RJ Connell for Applicant

LL La Mantia for Respondent

Judgment:

24 August 2023


JUDGMENT OF DOWNS J


This judgment was delivered by me on Thursday, 24 August 2023 at 11 am pursuant to r 11.5 of the High Court Rules.

Registrar/Deputy Registrar

Solicitors/Counsel:

Connell & Connell, Auckland. Evolution Lawyers, Auckland. LL La Mantia, Auckland.

MOWLES v THORBURN [2023] NZHC 2282 [24 August 2023]

The case

[1]    Kevin Mowles wishes to appeal a decision of the Family Court concerning division of property,  including  relationship  property,  with  Dianne  Thorburn.1  The proposed appeal is significantly out of time. Mr Mowles applies to extend time. Ms Thorburn opposes the application. This judgment addresses whether time should be extended.

Key background

[2]The parties’ relationship began July 2004 and ended 28 February 2016.

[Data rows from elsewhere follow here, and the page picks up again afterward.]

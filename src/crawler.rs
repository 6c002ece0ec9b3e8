//! Page crawling and the pagination loop.
//!
//! [`FeedCrawler`] turns one listing page into complete [`ArticleRecord`]s:
//!
//! 1. Fetch `{origin}/tag/{topic}?page={n}` (mandatory)
//! 2. Parse one stub per day block
//! 3. For each stub, resolve the date heading and fetch the article text
//!    (best effort)
//!
//! [`CrawlLoop`] runs the crawler over pages `0..N` and hands each page to an
//! [`ArticleSink`], sleeping a fixed delay after every page, the last one
//! included. Pages already committed stay committed when a later page fails.

use std::time::{Duration, Instant};

use tokio::time::sleep;
use tracing::{debug, error, info, instrument, warn};

use crate::dates::{DateNormalizer, Locale};
use crate::error::Result;
use crate::http::Fetcher;
use crate::models::ArticleRecord;
use crate::scrapers::izvestia::{IzvestiaFeed, extract_text};
use crate::store::ArticleSink;
use crate::utils::truncate_for_log;

/// Delay between listing pages.
pub const DEFAULT_PAGE_DELAY: Duration = Duration::from_secs(2);

pub struct FeedCrawler<D> {
    fetcher: Fetcher,
    feed: IzvestiaFeed,
    dates: D,
    locale: Locale,
}

impl<D: DateNormalizer> FeedCrawler<D> {
    pub fn new(fetcher: Fetcher, feed: IzvestiaFeed, dates: D, locale: Locale) -> Self {
        Self {
            fetcher,
            feed,
            dates,
            locale,
        }
    }

    /// Crawl one listing page, preserving the listing's order.
    ///
    /// # Errors
    ///
    /// - [`AppError::Fetch`](crate::error::AppError::Fetch) if the listing page cannot be fetched
    /// - [`AppError::MalformedFeed`](crate::error::AppError::MalformedFeed) if a day block is incomplete
    /// - [`AppError::DateParse`](crate::error::AppError::DateParse) if a date heading is not understood
    ///
    /// Article pages never fail the crawl; they degrade to empty text.
    #[instrument(level = "info", skip(self))]
    pub async fn crawl_page(&self, page: u32) -> Result<Vec<ArticleRecord>> {
        let url = self.feed.feed_url(page);
        let stubs = {
            let document = self.fetcher.fetch(&url, true).await?;
            self.feed.parse_feed(&document, &url)?
        };
        info!(%url, count = stubs.len(), "Feed parsed");

        let mut records = Vec::with_capacity(stubs.len());
        for stub in stubs {
            let date = self.dates.normalize(&stub.raw_date, self.locale)?;
            let text = self.article_text(&stub.url).await;
            records.push(ArticleRecord::from_stub(stub, date, text));
        }
        Ok(records)
    }

    async fn article_text(&self, url: &str) -> String {
        let document = match self.fetcher.fetch(url, false).await {
            Ok(document) => document,
            Err(e) => {
                warn!(%url, error = %e, "Article fetch failed; storing empty text");
                return String::new();
            }
        };
        if document.is_empty() {
            warn!(%url, "Article page unavailable; storing empty text");
        }

        match extract_text(&document, url) {
            Ok(text) => {
                debug!(%url, preview = %truncate_for_log(&text, 80), "Extracted article text");
                text
            }
            Err(e) => {
                warn!(%url, error = %e, "Article layout not recognized; storing empty text");
                String::new()
            }
        }
    }
}

/// Outcome of a completed [`CrawlLoop::run`].
#[derive(Debug, Clone, Copy, PartialEq, Eq)]
pub struct CrawlSummary {
    pub pages: u32,
    pub articles: usize,
    pub elapsed: Duration,
}

pub struct CrawlLoop<D, S> {
    crawler: FeedCrawler<D>,
    sink: S,
    delay: Duration,
}

impl<D: DateNormalizer, S: ArticleSink> CrawlLoop<D, S> {
    pub fn new(crawler: FeedCrawler<D>, sink: S) -> Self {
        Self {
            crawler,
            sink,
            delay: DEFAULT_PAGE_DELAY,
        }
    }

    pub fn with_delay(mut self, delay: Duration) -> Self {
        self.delay = delay;
        self
    }

    pub fn sink(&self) -> &S {
        &self.sink
    }

    /// Crawl and commit pages `0..total_pages`, one transaction per page.
    ///
    /// The first fatal error stops the loop and is returned as is.
    #[instrument(level = "info", skip(self), fields(delay = ?self.delay))]
    pub async fn run(&self, total_pages: u32) -> Result<CrawlSummary> {
        let started = Instant::now();
        let mut articles = 0;

        for page in 0..total_pages {
            let committed = self.crawl_and_commit(page).await.inspect_err(|e| {
                error!(page, error = %e, "Crawl aborted");
            })?;
            articles += committed;
            info!(page, count = committed, "Page committed successfully");
            sleep(self.delay).await;
        }

        Ok(CrawlSummary {
            pages: total_pages,
            articles,
            elapsed: started.elapsed(),
        })
    }

    async fn crawl_and_commit(&self, page: u32) -> Result<usize> {
        let records = self.crawler.crawl_page(page).await?;
        self.sink.append(&records).await?;
        Ok(records.len())
    }
}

[3]    Each party owned property before the relationship. Ms Thorburn owned a home at 28A The Links, Mt Maunganui. Like Judge G J Wagner  below,  I call it  The Links.  Among  other  things,  Mr   Mowles   owned   1,650   shares   in   Brevini New Zealand Ltd. I call them the shares.

[4]The two most important issues in the Family Court were whether:

(a)The  parties  had  agreed,  orally,   to   contract   out   of   the   Property (Relationships) Act 19762 in relation to The Links and the shares.

(b)If so, that agreement had effect notwithstanding non-compliance with s 21F of the Act (including, for example, that the agreement was oral, rather than in writing).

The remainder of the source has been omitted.